Подавать выпало Зиновию. Он подал неловко, сбоку и запорол мяч в сетку.

— Твою мать, — отчётливо сказал Борис. — Зина, не выделывайся, снизу подавай, если не умеешь. Тупо снизу. Твоя задача — просто перебросить мяч на ту сторону. Осознал?

— Осознал, — вздохнул расстроенный Зиновий.

— Ничего, — подбодрил я его. — Спокойно, не волнуйся, мы только начали.

Подача снова перешла кубинцам, и на этот раз им удалось взять очко.

Это был трудный матч.

За счёт опыта и сыгранности (потом я узнал, что Фидель частенько играл со своими охранниками в волейбол и баскетбол) кубинцы вырвались вперёд и довольно легко выиграли первый сет со счётом 15:11. Однако во втором сете мы вошли во вкус и азарт и отыгрались 15:13.

Впереди был решающий третий сет. Солнце уже прилично склонилось к западу, и на площадку упали тени от деревьев, густо росших неподалёку. Стало немного прохладнее. Мы попили водички, передохнули минуту.

— Меняем тактику, — предложил наш капитан. — Серёжа, ты, оказывается, прыгучий — куда там мячику. И удар у тебя хорош на самом деле. Они будут ждать, что мы продолжим в той же манере. А мы не продолжим. Теперь ты у нас будешь основным на острие атаки, а я больше на распасе. Готов?

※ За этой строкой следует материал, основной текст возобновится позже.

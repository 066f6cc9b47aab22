use crate::common::{DEFAULT_PASSWORD, TestApp, routes};

mod access {
    use super::*;

    #[tokio::test]
    async fn unknown_entity_tags_are_not_found() {
        let app = TestApp::spawn().await;
        let admin = app.admin_token().await;

        let res = app
            .get_with_token(&routes::form_options("grade"), &admin)
            .await;

        assert_eq!(res.status, 404);
        assert_eq!(res.body["code"], "NOT_FOUND");
    }

    #[tokio::test]
    async fn roles_without_form_capability_are_rejected() {
        let app = TestApp::spawn().await;
        let admin = app.admin_token().await;
        let class_id = app.create_class(&admin, "6A").await;
        let parent_id = app.create_parent(&admin, "p_forms").await;
        app.create_student(&admin, "s_forms", class_id, parent_id)
            .await;

        let student_token = app.login("s_forms", DEFAULT_PASSWORD).await;
        let res = app
            .get_with_token(&routes::form_options("exam"), &student_token)
            .await;
        assert_eq!(res.status, 403);
        assert_eq!(res.body["code"], "PERMISSION_DENIED");

        // Teachers cannot open admin-only forms either.
        let teacher_id = app.create_teacher(&admin, "t_forms").await;
        app.teaching_graph(&admin, teacher_id, "6B", "Drama").await;
        let teacher_token = app.login("t_forms", DEFAULT_PASSWORD).await;
        let res = app
            .get_with_token(&routes::form_options("announcement"), &teacher_token)
            .await;
        assert_eq!(res.status, 403);
    }
}

mod reference_data {
    use super::*;

    #[tokio::test]
    async fn student_form_gets_grades_classes_and_parents() {
        let app = TestApp::spawn().await;
        let admin = app.admin_token().await;
        app.create_class(&admin, "7A").await;
        app.create_parent(&admin, "p_lookup").await;

        let res = app
            .get_with_token(&routes::form_options("student"), &admin)
            .await;

        assert_eq!(res.status, 200, "{}", res.text);
        assert_eq!(res.body["grades"].as_array().unwrap().len(), 6);
        assert_eq!(res.body["classes"].as_array().unwrap().len(), 1);
        assert_eq!(res.body["parents"].as_array().unwrap().len(), 1);
        // Only the registered lists are present.
        assert!(res.body.get("lessons").is_none());
        assert!(res.body.get("teachers").is_none());
    }

    #[tokio::test]
    async fn exam_form_lessons_are_scoped_to_the_acting_teacher() {
        let app = TestApp::spawn().await;
        let admin = app.admin_token().await;
        let t1_id = app.create_teacher(&admin, "t_scoped").await;
        let t2_id = app.create_teacher(&admin, "t_unscoped").await;
        let (_, _, own_lesson) = app.teaching_graph(&admin, t1_id, "8A", "Art").await;
        app.teaching_graph(&admin, t2_id, "8B", "Gym").await;

        let token = app.login("t_scoped", DEFAULT_PASSWORD).await;
        let res = app.get_with_token(&routes::form_options("exam"), &token).await;

        assert_eq!(res.status, 200, "{}", res.text);
        let lessons = res.body["lessons"].as_array().unwrap();
        assert_eq!(lessons.len(), 1);
        assert_eq!(lessons[0]["id"].as_i64().unwrap() as i32, own_lesson);

        // The admin sees every lesson in the same dropdown.
        let admin_res = app
            .get_with_token(&routes::form_options("exam"), &admin)
            .await;
        assert_eq!(admin_res.body["lessons"].as_array().unwrap().len(), 2);
    }
}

— Давай попробуем, — сказал я.

[1] Устроить страшный скандал, поставить всех на уши.

[2] «Обитаемый остров».

Глава четвертая

Волейбол так волейбол (продолжение). Покушение. Бермудский треугольник

Перед игрой я провёл небольшое расследование среди местных. Все они в один голос заявляли, что команданте не любит проигрывать.

— Он лидер и победитель по натуре, — сказал наш шофёр Мигель — седой метис, не первый год работающий в правительственном гараже Кастро. — Я бы на вашем месте уступил, если поймёте, что играете лучше.

— Не думаю, что мы играем лучше, — сказал я.

— Я тоже так не думаю, — сказал Мигель. — Просто даю совет.

— А если мы всё-таки выиграем? — спросил я.

— Команданте может расстроиться, — ответил шофёр философски. — Кто знает, во что выльется его расстройство? Но может и не расстроиться. Даже Господь не всегда знает мысли команданте, — шофёр быстро перекрестился по-католически — ладонью слева-направо. — Так что сами решайте. Но повторю: проигрывать он не любит.